***** Records provided

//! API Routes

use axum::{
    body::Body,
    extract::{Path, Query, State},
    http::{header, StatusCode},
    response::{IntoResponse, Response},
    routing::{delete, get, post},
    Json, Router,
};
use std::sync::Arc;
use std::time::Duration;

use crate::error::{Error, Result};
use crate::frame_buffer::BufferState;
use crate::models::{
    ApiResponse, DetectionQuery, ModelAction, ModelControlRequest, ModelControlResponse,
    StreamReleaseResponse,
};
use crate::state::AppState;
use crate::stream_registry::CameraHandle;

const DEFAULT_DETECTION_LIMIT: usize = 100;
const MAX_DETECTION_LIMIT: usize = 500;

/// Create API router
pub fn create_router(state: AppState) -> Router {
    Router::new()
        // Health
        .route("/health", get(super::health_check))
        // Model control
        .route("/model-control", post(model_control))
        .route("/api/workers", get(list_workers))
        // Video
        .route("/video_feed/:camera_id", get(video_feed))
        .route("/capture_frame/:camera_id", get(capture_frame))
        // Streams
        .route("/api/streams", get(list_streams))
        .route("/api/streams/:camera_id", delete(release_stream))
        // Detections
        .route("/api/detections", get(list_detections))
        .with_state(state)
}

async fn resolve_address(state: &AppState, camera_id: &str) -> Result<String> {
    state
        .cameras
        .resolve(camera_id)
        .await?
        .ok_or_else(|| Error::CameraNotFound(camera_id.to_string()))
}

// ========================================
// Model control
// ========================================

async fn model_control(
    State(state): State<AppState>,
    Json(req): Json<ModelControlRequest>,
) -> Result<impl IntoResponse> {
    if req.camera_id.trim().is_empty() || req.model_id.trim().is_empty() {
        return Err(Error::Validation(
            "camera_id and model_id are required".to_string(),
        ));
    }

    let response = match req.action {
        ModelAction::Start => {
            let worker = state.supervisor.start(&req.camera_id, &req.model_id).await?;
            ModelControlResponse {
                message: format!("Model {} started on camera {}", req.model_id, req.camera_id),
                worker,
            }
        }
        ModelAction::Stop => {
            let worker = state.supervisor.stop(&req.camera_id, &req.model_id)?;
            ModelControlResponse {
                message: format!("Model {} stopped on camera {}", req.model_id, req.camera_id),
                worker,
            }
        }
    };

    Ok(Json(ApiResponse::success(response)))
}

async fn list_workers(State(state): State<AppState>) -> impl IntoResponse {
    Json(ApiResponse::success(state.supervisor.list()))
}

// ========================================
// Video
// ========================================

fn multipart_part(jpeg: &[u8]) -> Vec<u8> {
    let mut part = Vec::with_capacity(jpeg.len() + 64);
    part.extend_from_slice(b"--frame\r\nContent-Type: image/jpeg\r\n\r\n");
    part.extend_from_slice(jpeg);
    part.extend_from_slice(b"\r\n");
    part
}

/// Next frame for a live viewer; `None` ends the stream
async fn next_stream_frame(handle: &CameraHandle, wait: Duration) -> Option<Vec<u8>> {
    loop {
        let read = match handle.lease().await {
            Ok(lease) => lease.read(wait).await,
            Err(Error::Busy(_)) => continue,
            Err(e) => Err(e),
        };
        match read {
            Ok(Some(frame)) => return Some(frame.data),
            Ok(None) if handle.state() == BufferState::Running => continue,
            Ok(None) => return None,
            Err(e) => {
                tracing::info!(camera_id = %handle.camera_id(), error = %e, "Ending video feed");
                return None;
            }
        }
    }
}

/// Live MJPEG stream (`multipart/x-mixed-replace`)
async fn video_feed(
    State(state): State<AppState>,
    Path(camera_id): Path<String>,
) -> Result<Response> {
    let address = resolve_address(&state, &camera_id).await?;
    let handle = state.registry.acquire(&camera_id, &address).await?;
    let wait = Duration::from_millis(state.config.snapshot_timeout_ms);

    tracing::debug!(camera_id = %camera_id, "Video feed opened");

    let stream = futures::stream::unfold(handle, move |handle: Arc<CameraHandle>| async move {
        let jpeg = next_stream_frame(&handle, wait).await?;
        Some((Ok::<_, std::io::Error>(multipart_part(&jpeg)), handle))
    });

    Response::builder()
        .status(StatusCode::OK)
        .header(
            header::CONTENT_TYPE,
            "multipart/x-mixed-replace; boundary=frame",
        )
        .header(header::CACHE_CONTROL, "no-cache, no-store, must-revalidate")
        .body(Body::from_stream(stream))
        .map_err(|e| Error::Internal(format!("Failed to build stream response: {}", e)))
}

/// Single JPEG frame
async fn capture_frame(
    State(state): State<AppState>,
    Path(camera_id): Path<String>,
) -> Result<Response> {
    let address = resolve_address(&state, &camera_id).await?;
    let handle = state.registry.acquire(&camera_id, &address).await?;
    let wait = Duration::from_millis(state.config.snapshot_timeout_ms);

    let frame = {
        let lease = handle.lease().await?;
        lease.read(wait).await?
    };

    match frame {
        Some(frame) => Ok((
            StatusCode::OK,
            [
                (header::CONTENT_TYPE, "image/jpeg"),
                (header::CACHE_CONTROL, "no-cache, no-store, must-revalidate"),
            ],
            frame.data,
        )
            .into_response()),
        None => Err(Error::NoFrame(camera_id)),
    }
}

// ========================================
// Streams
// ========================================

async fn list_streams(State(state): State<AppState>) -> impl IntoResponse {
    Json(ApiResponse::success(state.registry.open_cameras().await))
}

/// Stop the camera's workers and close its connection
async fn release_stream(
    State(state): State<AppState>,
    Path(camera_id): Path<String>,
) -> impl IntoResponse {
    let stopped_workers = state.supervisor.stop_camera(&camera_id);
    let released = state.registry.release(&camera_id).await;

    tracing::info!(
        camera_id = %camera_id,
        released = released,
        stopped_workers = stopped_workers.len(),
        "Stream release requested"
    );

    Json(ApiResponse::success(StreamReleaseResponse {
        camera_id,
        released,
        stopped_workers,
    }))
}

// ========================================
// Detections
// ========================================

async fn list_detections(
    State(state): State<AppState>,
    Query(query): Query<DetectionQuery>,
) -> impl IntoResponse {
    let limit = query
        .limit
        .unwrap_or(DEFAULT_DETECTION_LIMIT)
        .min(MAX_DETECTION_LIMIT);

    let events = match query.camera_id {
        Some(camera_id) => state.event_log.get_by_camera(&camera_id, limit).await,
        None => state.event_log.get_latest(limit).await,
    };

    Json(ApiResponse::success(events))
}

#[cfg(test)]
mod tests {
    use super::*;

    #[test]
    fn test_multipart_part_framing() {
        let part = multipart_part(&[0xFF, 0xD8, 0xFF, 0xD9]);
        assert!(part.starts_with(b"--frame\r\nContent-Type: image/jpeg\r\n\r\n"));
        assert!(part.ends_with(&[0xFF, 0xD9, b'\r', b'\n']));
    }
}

**********

▶ [What you have to do]: Please return the records above exactly as they are written.

▶ [The answer]:
//! API Routes

use axum::{
    body::Body,
    extract::{Path, Query, State},
    http::{header, StatusCode},
    response::{IntoResponse, Response},
    routing::{delete, get, post},
    Json, Router,
};
use std::sync::Arc;
use std::time::Duration;

use crate::error::{Error, Result};
use crate::frame_buffer::BufferState;
use crate::models::{
    ApiResponse, DetectionQuery, ModelAction, ModelControlRequest, ModelControlResponse,
    StreamReleaseResponse,
};
use crate::state::AppState;
use crate::stream_registry::CameraHandle;

const DEFAULT_DETECTION_LIMIT: usize = 100;
const MAX_DETECTION_LIMIT: usize = 500;

/// Create API router
pub fn create_router(state: AppState) -> Router {
    Router::new()
        // Health
        .route("/health", get(super::health_check))
        // Model control
        .route("/model-control", post(model_control))
        .route("/api/workers", get(list_workers))
        // Video
        .route("/video_feed/:camera_id", get(video_feed))
        .route("/capture_frame/:camera_id", get(capture_frame))
        // Streams
        .route("/api/streams", get(list_streams))
        .route("/api/streams/:camera_id", delete(release_stream))
        // Detections
        .route("/api/detections", get(list_detections))
        .with_state(state)
}

async fn resolve_address(state: &AppState, camera_id: &str) -> Result<String> {
    state
        .cameras
        .resolve(camera_id)
        .await?
        .ok_or_else(|| Error::CameraNotFound(camera_id.to_string()))
}

// ========================================
// Model control
// ========================================

async fn model_control(
    State(state): State<AppState>,
    Json(req): Json<ModelControlRequest>,
) -> Result<impl IntoResponse> {
    if req.camera_id.trim().is_empty() || req.model_id.trim().is_empty() {
        return Err(Error::Validation(
            "camera_id and model_id are required".to_string(),
        ));
    }

    let response = match req.action {
        ModelAction::Start => {
            let worker = state.supervisor.start(&req.camera_id, &req.model_id).await?;
            ModelControlResponse {
                message: format!("Model {} started on camera {}", req.model_id, req.camera_id),
                worker,
            }
        }
        ModelAction::Stop => {
            let worker = state.supervisor.stop(&req.camera_id, &req.model_id)?;
            ModelControlResponse {
                message: format!("Model {} stopped on camera {}", req.model_id, req.camera_id),
                worker,
            }
        }
    };

    Ok(Json(ApiResponse::success(response)))
}

async fn list_workers(State(state): State<AppState>) -> impl IntoResponse {
    Json(ApiResponse::success(state.supervisor.list()))
}

// ========================================
// Video
// ========================================

fn multipart_part(jpeg: &[u8]) -> Vec<u8> {
    let mut part = Vec::with_capacity(jpeg.len() + 64);
    part.extend_from_slice(b"--frame\r\nContent-Type: image/jpeg\r\n\r\n");
    part.extend_from_slice(jpeg);
    part.extend_from_slice(b"\r\n");
    part
}

/// Next frame for a live viewer; `None` ends the stream
async fn next_stream_frame(handle: &CameraHandle, wait: Duration) -> Option<Vec<u8>> {
    loop {
        let read = match handle.lease().await {
            Ok(lease) => lease.read(wait).await,
            Err(Error::Busy(_)) => continue,
            Err(e) => Err(e),
        };
        match read {
            Ok(Some(frame)) => return Some(frame.data),
            Ok(None) if handle.state() == BufferState::Running => continue,
            Ok(None) => return None,
            Err(e) => {
                tracing::info!(camera_id = %handle.camera_id(), error = %e, "Ending video feed");
                return None;
            }
        }
    }
}

/// Live MJPEG stream (`multipart/x-mixed-replace`)
async fn video_feed(
    State(state): State<AppState>,
    Path(camera_id): Path<String>,
) -> Result<Response> {
    let address = resolve_address(&state, &camera_id).await?;
    let handle = state.registry.acquire(&camera_id, &address).await?;
    let wait = Duration::from_millis(state.config.snapshot_timeout_ms);

    tracing::debug!(camera_id = %camera_id, "Video feed opened");

    let stream = futures::stream::unfold(handle, move |handle: Arc<CameraHandle>| async move {
        let jpeg = next_stream_frame(&handle, wait).await?;
        Some((Ok::<_, std::io::Error>(multipart_part(&jpeg)), handle))
    });

    Response::builder()
        .status(StatusCode::OK)
        .header(
            header::CONTENT_TYPE,
            "multipart/x-mixed-replace; boundary=frame",
        )
        .header(header::CACHE_CONTROL, "no-cache, no-store, must-revalidate")
        .body(Body::from_stream(stream))
        .map_err(|e| Error::Internal(format!("Failed to build stream response: {}", e)))
}

/// Single JPEG frame
async fn capture_frame(
    State(state): State<AppState>,
    Path(camera_id): Path<String>,
) -> Result<Response> {
    let address = resolve_address(&state, &camera_id).await?;
    let handle = state.registry.acquire(&camera_id, &address).await?;
    let wait = Duration::from_millis(state.config.snapshot_timeout_ms);

    let frame = {
        let lease = handle.lease().await?;
        lease.read(wait).await?
    };

    match frame {
        Some(frame) => Ok((
            StatusCode::OK,
            [
                (header::CONTENT_TYPE, "image/jpeg"),
                (header::CACHE_CONTROL, "no-cache, no-store, must-revalidate"),
            ],
            frame.data,
        )
            .into_response()),
        None => Err(Error::NoFrame(camera_id)),
    }
}

// ========================================
// Streams
// ========================================

async fn list_streams(State(state): State<AppState>) -> impl IntoResponse {
    Json(ApiResponse::success(state.registry.open_cameras().await))
}

/// Stop the camera's workers and close its connection
async fn release_stream(
    State(state): State<AppState>,
    Path(camera_id): Path<String>,
) -> impl IntoResponse {
    let stopped_workers = state.supervisor.stop_camera(&camera_id);
    let released = state.registry.release(&camera_id).await;

    tracing::info!(
        camera_id = %camera_id,
        released = released,
        stopped_workers = stopped_workers.len(),
        "Stream release requested"
    );

    Json(ApiResponse::success(StreamReleaseResponse {
        camera_id,
        released,
        stopped_workers,
    }))
}

// ========================================
// Detections
// ========================================

async fn list_detections(
    State(state): State<AppState>,
    Query(query): Query<DetectionQuery>,
) -> impl IntoResponse {
    let limit = query
        .limit
        .unwrap_or(DEFAULT_DETECTION_LIMIT)
        .min(MAX_DETECTION_LIMIT);

    let events = match query.camera_id {
        Some(camera_id) => state.event_log.get_by_camera(&camera_id, limit).await,
        None => state.event_log.get_latest(limit).await,
    };

    Json(ApiResponse::success(events))
}

#[cfg(test)]
mod tests {
    use super::*;

    #[test]
    fn test_multipart_part_framing() {
        let part = multipart_part(&[0xFF, 0xD8, 0xFF, 0xD9]);
        assert!(part.starts_with(b"--frame\r\nContent-Type: image/jpeg\r\n\r\n"));
        assert!(part.ends_with(&[0xFF, 0xD9, b'\r', b'\n']));
    }
}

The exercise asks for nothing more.